┌──
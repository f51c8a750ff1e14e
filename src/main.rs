//! Go Docs MCP server binary

use anyhow::{bail, Context};
use clap::{Parser, Subcommand};
use go_docs::config::AppConfig;
use go_docs::GoDocsServer;
use rust_mcp_sdk::schema::ContentBlock;
use std::path::{Path, PathBuf};

#[derive(Parser)]
#[command(name = "go-docs")]
#[command(version = env!("CARGO_PKG_VERSION"))]
#[command(about = "MCP server for Go documentation and package listing", long_about = None)]
struct Cli {
    #[command(subcommand)]
    command: Commands,

    /// Config file path
    #[arg(short, long, global = true, default_value = "go-docs.toml")]
    config: PathBuf,

    /// Enable debug logging
    #[arg(short, long, global = true)]
    debug: bool,

    /// Working directory for go commands (overrides WORKDIR)
    #[arg(short, long, global = true)]
    workdir: Option<PathBuf>,
}

#[derive(Subcommand)]
enum Commands {
    /// Start the server
    Serve {
        /// Transport mode [stdio, http, sse]
        #[arg(short, long)]
        mode: Option<String>,

        /// Listen host
        #[arg(long)]
        host: Option<String>,

        /// Listen port
        #[arg(short, long)]
        port: Option<u16>,
    },

    /// Run one tool invocation and print the result
    Query {
        /// Tool to call [go_doc, go_list]
        #[arg(short, long, default_value = "go_doc")]
        tool: String,

        /// Package, symbol, method or field (go_doc)
        target: Option<String>,

        /// Extra command flag, repeatable (e.g. --flag=-src)
        #[arg(long = "flag", allow_hyphen_values = true)]
        flags: Vec<String>,

        /// Package pattern, repeatable (go_list)
        #[arg(long = "package")]
        packages: Vec<String>,
    },

    /// Write a default config file
    Config {
        /// Output file path
        #[arg(short, long, default_value = "go-docs.toml")]
        output: PathBuf,

        /// Overwrite an existing file
        #[arg(short, long)]
        force: bool,
    },

    /// Show version information
    Version,
}

#[tokio::main]
async fn main() -> anyhow::Result<()> {
    let cli = Cli::parse();

    match cli.command {
        Commands::Serve { mode, host, port } => {
            let mut config = load_config(&cli.config, cli.workdir)?;
            if let Some(mode) = mode {
                config.server.transport_mode = mode;
            }
            if let Some(host) = host {
                config.server.host = host;
            }
            if let Some(port) = port {
                config.server.port = port;
            }
            serve_command(config, cli.debug).await?;
        }
        Commands::Query {
            tool,
            target,
            flags,
            packages,
        } => {
            let config = load_config(&cli.config, cli.workdir)?;
            query_command(config, cli.debug, &tool, target, flags, packages).await?;
        }
        Commands::Config { output, force } => {
            config_command(&output, force)?;
        }
        Commands::Version => {
            version_command();
        }
    }

    Ok(())
}

/// Load the config file, then apply environment and CLI overrides
fn load_config(config_path: &Path, workdir: Option<PathBuf>) -> anyhow::Result<AppConfig> {
    let mut config = if config_path.exists() {
        AppConfig::from_file(config_path)
            .with_context(|| format!("failed to load config file {}", config_path.display()))?
    } else {
        AppConfig::default()
    };

    config.apply_env().context("invalid environment override")?;
    if let Some(workdir) = workdir {
        config.toolchain.workdir = Some(workdir);
    }

    Ok(config)
}

fn init_logging(config: &AppConfig, debug: bool) -> anyhow::Result<()> {
    let mut logging = config.logging.clone();
    if debug {
        logging.level = "debug".to_string();
    }
    go_docs::init_logging_with_config(&logging).context("failed to initialize logging")?;
    Ok(())
}

/// Start the server
async fn serve_command(config: AppConfig, debug: bool) -> anyhow::Result<()> {
    config.validate().context("invalid configuration")?;
    init_logging(&config, debug)?;

    let server = GoDocsServer::new(config).context("failed to create server")?;
    tracing::info!(
        workdir = %server.service().workdir().display(),
        transport = %server.config().server.transport_mode,
        "starting go-docs MCP server v{}",
        go_docs::VERSION
    );

    server.run().await.context("server stopped with an error")?;
    Ok(())
}

/// Run a single tool call
async fn query_command(
    config: AppConfig,
    debug: bool,
    tool: &str,
    target: Option<String>,
    flags: Vec<String>,
    packages: Vec<String>,
) -> anyhow::Result<()> {
    config.validate().context("invalid configuration")?;
    init_logging(&config, debug)?;

    let server = GoDocsServer::new(config).context("failed to create server")?;

    let mut arguments = serde_json::json!({
        "cmd_flags": flags,
        "packages": packages,
    });
    if let Some(target) = target {
        arguments["pkgSymMethodOrField"] = serde_json::Value::String(target);
    }

    let result = server
        .tool_registry()
        .execute_tool(tool, arguments)
        .await
        .map_err(|e| anyhow::anyhow!("{e}"))?;

    for content in &result.content {
        match content {
            ContentBlock::TextContent(text) => println!("{}", text.text),
            other => println!("{other:?}"),
        }
    }

    if result.is_error == Some(true) {
        bail!("{tool} reported an error");
    }
    Ok(())
}

/// Write a default config file
fn config_command(output: &Path, force: bool) -> anyhow::Result<()> {
    if output.exists() && !force {
        bail!(
            "config file already exists: {}, use --force to overwrite",
            output.display()
        );
    }

    AppConfig::default()
        .save_to_file(output)
        .context("failed to save config file")?;

    println!("config file written to {}", output.display());
    Ok(())
}

fn version_command() {
    println!("go-docs v{}", go_docs::VERSION);
    println!("built: {}", env!("BUILD_TIMESTAMP"));
    println!("commit: {}", env!("GIT_COMMIT"));
    println!("rustc: {}", env!("RUST_VERSION"));
}
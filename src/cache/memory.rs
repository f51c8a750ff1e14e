//! In-memory cache implementation
//!
//! A bounded LRU map behind a single mutex. Expired entries are dropped lazily
//! on read and swept on every write.

use lru::LruCache;
use parking_lot::Mutex;
use std::num::NonZeroUsize;
use std::time::{Duration, Instant};

/// Cache entry
struct CacheEntry {
    value: String,
    expires_at: Option<Instant>,
}

impl CacheEntry {
    fn is_expired(&self) -> bool {
        self.expires_at.is_some_and(|expiry| expiry <= Instant::now())
    }
}

/// In-memory cache implementation
pub struct MemoryCache {
    cache: Mutex<LruCache<String, CacheEntry>>,
}

impl MemoryCache {
    /// Create a new memory cache holding at most `max_size` entries
    #[must_use]
    pub fn new(max_size: usize) -> Self {
        let capacity = NonZeroUsize::new(max_size).unwrap_or(NonZeroUsize::MIN);
        Self {
            cache: Mutex::new(LruCache::new(capacity)),
        }
    }

    /// Remove expired entries
    fn cleanup(cache: &mut LruCache<String, CacheEntry>) {
        let expired: Vec<String> = cache
            .iter()
            .filter(|(_, entry)| entry.is_expired())
            .map(|(key, _)| key.clone())
            .collect();
        for key in expired {
            cache.pop(&key);
        }
    }
}

#[async_trait::async_trait]
impl super::Cache for MemoryCache {
    async fn get(&self, key: &str) -> Option<String> {
        let mut cache = self.cache.lock();
        let expired = cache.peek(key)?.is_expired();
        if expired {
            cache.pop(key);
            return None;
        }
        cache.get(key).map(|entry| entry.value.clone())
    }

    async fn set(&self, key: String, value: String, ttl: Option<Duration>) {
        // a deadline past what `Instant` can represent never expires
        let expires_at = ttl.and_then(|duration| Instant::now().checked_add(duration));
        let entry = CacheEntry { value, expires_at };

        let mut cache = self.cache.lock();
        Self::cleanup(&mut cache);
        // `put` evicts the least recently used entry once capacity is reached
        cache.put(key, entry);
    }

    fn entry_count(&self) -> usize {
        self.cache.lock().len()
    }
}

#[cfg(test)]
mod tests {
    use super::*;
    use crate::cache::Cache;
    use tokio::time::sleep;

    #[tokio::test]
    async fn test_memory_cache_basic() {
        let cache = MemoryCache::new(10);
        assert_eq!(cache.entry_count(), 0);

        cache.set("key1".to_string(), "value1".to_string(), None).await;
        assert_eq!(cache.get("key1").await, Some("value1".to_string()));
        assert_eq!(cache.get("key2").await, None);
        assert_eq!(cache.entry_count(), 1);
    }

    #[tokio::test]
    async fn test_memory_cache_unrepresentable_ttl_never_expires() {
        let cache = MemoryCache::new(10);
        cache
            .set(
                "key".to_string(),
                "value".to_string(),
                Some(Duration::from_secs(u64::MAX)),
            )
            .await;
        assert_eq!(cache.get("key").await, Some("value".to_string()));
    }

    #[tokio::test]
    async fn test_memory_cache_overwrite() {
        let cache = MemoryCache::new(10);
        cache.set("key".to_string(), "old".to_string(), None).await;
        cache.set("key".to_string(), "new".to_string(), None).await;
        assert_eq!(cache.get("key").await, Some("new".to_string()));
        assert_eq!(cache.entry_count(), 1);
    }

    #[tokio::test]
    async fn test_memory_cache_ttl() {
        let cache = MemoryCache::new(10);

        cache
            .set(
                "key1".to_string(),
                "value1".to_string(),
                Some(Duration::from_millis(100)),
            )
            .await;
        assert_eq!(cache.get("key1").await, Some("value1".to_string()));

        sleep(Duration::from_millis(150)).await;
        assert_eq!(cache.get("key1").await, None);
        assert_eq!(cache.entry_count(), 0);
    }

    #[tokio::test]
    async fn test_memory_cache_sweeps_expired_on_write() {
        let cache = MemoryCache::new(10);
        cache
            .set("short".to_string(), "v".to_string(), Some(Duration::from_millis(50)))
            .await;
        sleep(Duration::from_millis(80)).await;

        cache.set("other".to_string(), "v".to_string(), None).await;
        assert_eq!(cache.entry_count(), 1);
    }

    #[tokio::test]
    async fn test_memory_cache_evicts_least_recently_used() {
        let cache = MemoryCache::new(2);

        cache.set("key1".to_string(), "value1".to_string(), None).await;
        cache.set("key2".to_string(), "value2".to_string(), None).await;
        // touch key1 so key2 becomes the eviction candidate
        assert!(cache.get("key1").await.is_some());
        cache.set("key3".to_string(), "value3".to_string(), None).await;

        assert_eq!(cache.entry_count(), 2);
        assert!(cache.get("key1").await.is_some());
        assert!(cache.get("key2").await.is_none());
        assert!(cache.get("key3").await.is_some());
    }
}
//! Server module
//!
//! Hosts the Go tools behind an MCP server over stdio, streamable HTTP or SSE.

pub mod handler;
pub mod transport;

use crate::config::AppConfig;
use crate::error::Result;
use crate::tools::go::GoService;
use crate::tools::ToolRegistry;
use rust_mcp_sdk::schema::{
    Implementation, InitializeResult, ProtocolVersion, ServerCapabilities, ServerCapabilitiesTools,
};
use std::sync::Arc;

/// MCP server
#[derive(Clone)]
pub struct GoDocsServer {
    config: AppConfig,
    tool_registry: Arc<ToolRegistry>,
    service: Arc<GoService>,
}

impl GoDocsServer {
    /// Create a server running real `go` commands
    ///
    /// # Errors
    ///
    /// Returns an error if no working directory is configured or the cache cannot be created
    pub fn new(config: AppConfig) -> Result<Self> {
        let service = GoService::from_config(&config)?;
        Ok(Self::with_service(config, Arc::new(service)))
    }

    /// Create a server around an existing service
    #[must_use]
    pub fn with_service(config: AppConfig, service: Arc<GoService>) -> Self {
        let tool_registry = Arc::new(crate::tools::create_default_registry(&service));
        Self {
            config,
            tool_registry,
            service,
        }
    }

    /// Get server configuration
    #[must_use]
    pub fn config(&self) -> &AppConfig {
        &self.config
    }

    /// Get tool registry
    #[must_use]
    pub fn tool_registry(&self) -> &Arc<ToolRegistry> {
        &self.tool_registry
    }

    /// Get the Go query service
    #[must_use]
    pub fn service(&self) -> &Arc<GoService> {
        &self.service
    }

    /// Get server information
    #[must_use]
    pub fn server_info(&self) -> InitializeResult {
        InitializeResult {
            server_info: Implementation {
                name: self.config.server.name.clone(),
                version: self.config.server.version.clone(),
                title: Some("Go Docs MCP Server".to_string()),
                description: self.config.server.description.clone(),
                icons: vec![],
                website_url: None,
            },
            capabilities: ServerCapabilities {
                tools: Some(ServerCapabilitiesTools { list_changed: None }),
                resources: None,
                prompts: None,
                experimental: None,
                completions: None,
                logging: None,
                tasks: None,
            },
            protocol_version: ProtocolVersion::V2025_11_25.into(),
            instructions: Some(
                "Use go_doc to read Go package and symbol documentation and go_list to list packages or modules. Prefer go_doc over reading source files."
                    .to_string(),
            ),
            meta: None,
        }
    }

    /// Run the server with the configured transport
    pub async fn run(&self) -> Result<()> {
        let mode = self
            .config
            .server
            .transport_mode
            .parse::<transport::TransportMode>()
            .map_err(crate::error::Error::Config)?;
        transport::run_server_with_mode(self, mode).await
    }
}
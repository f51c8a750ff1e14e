//! `go_doc` tool
#![allow(missing_docs)]

use crate::tools::go::request::ToolRequest;
use crate::tools::go::response::guarded;
use crate::tools::go::{GoCommand, GoService};
use crate::tools::Tool;
use async_trait::async_trait;
use rust_mcp_sdk::schema::{CallToolError, CallToolResult};
use serde::{Deserialize, Serialize};
use std::sync::Arc;

/// Go documentation lookup
#[rust_mcp_sdk::macros::mcp_tool(
    name = "go_doc",
    title = "Go Documentation",
    description = "Get Go documentation for a package, type, function, or method. This is the preferred and most efficient way to understand Go packages, providing official package documentation in a concise format. Use this before attempting to read source files directly. Results are cached. The arguments are just like the 'go doc' command, with the package or symbol as the first argument.",
    destructive_hint = false,
    idempotent_hint = true,
    open_world_hint = false,
    read_only_hint = true
)]
#[derive(Debug, Clone, Deserialize, Serialize, rust_mcp_sdk::macros::JsonSchema)]
pub struct GoDocTool {
    /// Package, symbol, method or field
    #[serde(rename = "pkgSymMethodOrField")]
    #[json_schema(
        title = "Target",
        description = "go doc <pkg> | <sym>[.<methodOrField>] | [<pkg>.]<sym>[.<methodOrField>] | [<pkg>.][<sym>.]<methodOrField> | <pkg> <sym>[.<methodOrField>]"
    )]
    pub pkg_sym_method_or_field: Option<String>,

    /// Extra `go doc` flags
    #[json_schema(
        title = "Command flags",
        description = "Optional additional go doc flags. Common flags: -all (show all documentation for package), -src (show the source code), -u (show unexported symbols as well as exported)"
    )]
    pub cmd_flags: Option<Vec<String>>,
}

/// `go_doc` tool implementation
pub struct GoDocToolImpl {
    service: Arc<GoService>,
}

impl GoDocToolImpl {
    #[must_use]
    pub fn new(service: Arc<GoService>) -> Self {
        Self { service }
    }
}

#[async_trait]
impl Tool for GoDocToolImpl {
    fn definition(&self) -> rust_mcp_sdk::schema::Tool {
        GoDocTool::tool()
    }

    async fn execute(
        &self,
        arguments: serde_json::Value,
    ) -> std::result::Result<CallToolResult, CallToolError> {
        tracing::debug!(%arguments, "go_doc called");
        let service = self.service.clone();
        Ok(guarded("go_doc", async move {
            let request = ToolRequest::from_arguments(&arguments);
            service
                .go_doc(&request)
                .await
                .into_call_tool_result(GoCommand::Doc)
        })
        .await)
    }
}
└──
▶ **Work item**:
Copy exactly the stretch of data above from the line with "are dropped lazily" through the line with "fn cleanup(cache: &mut", and omit all other lines.

▶ **Exercise solution**:
//! A bounded LRU map behind a single mutex. Expired entries are dropped lazily
//! on read and swept on every write.

use lru::LruCache;
use parking_lot::Mutex;
use std::num::NonZeroUsize;
use std::time::{Duration, Instant};

/// Cache entry
struct CacheEntry {
    value: String,
    expires_at: Option<Instant>,
}

impl CacheEntry {
    fn is_expired(&self) -> bool {
        self.expires_at.is_some_and(|expiry| expiry <= Instant::now())
    }
}

/// In-memory cache implementation
pub struct MemoryCache {
    cache: Mutex<LruCache<String, CacheEntry>>,
}

impl MemoryCache {
    /// Create a new memory cache holding at most `max_size` entries
    #[must_use]
    pub fn new(max_size: usize) -> Self {
        let capacity = NonZeroUsize::new(max_size).unwrap_or(NonZeroUsize::MIN);
        Self {
            cache: Mutex::new(LruCache::new(capacity)),
        }
    }

    /// Remove expired entries
    fn cleanup(cache: &mut LruCache<String, CacheEntry>) {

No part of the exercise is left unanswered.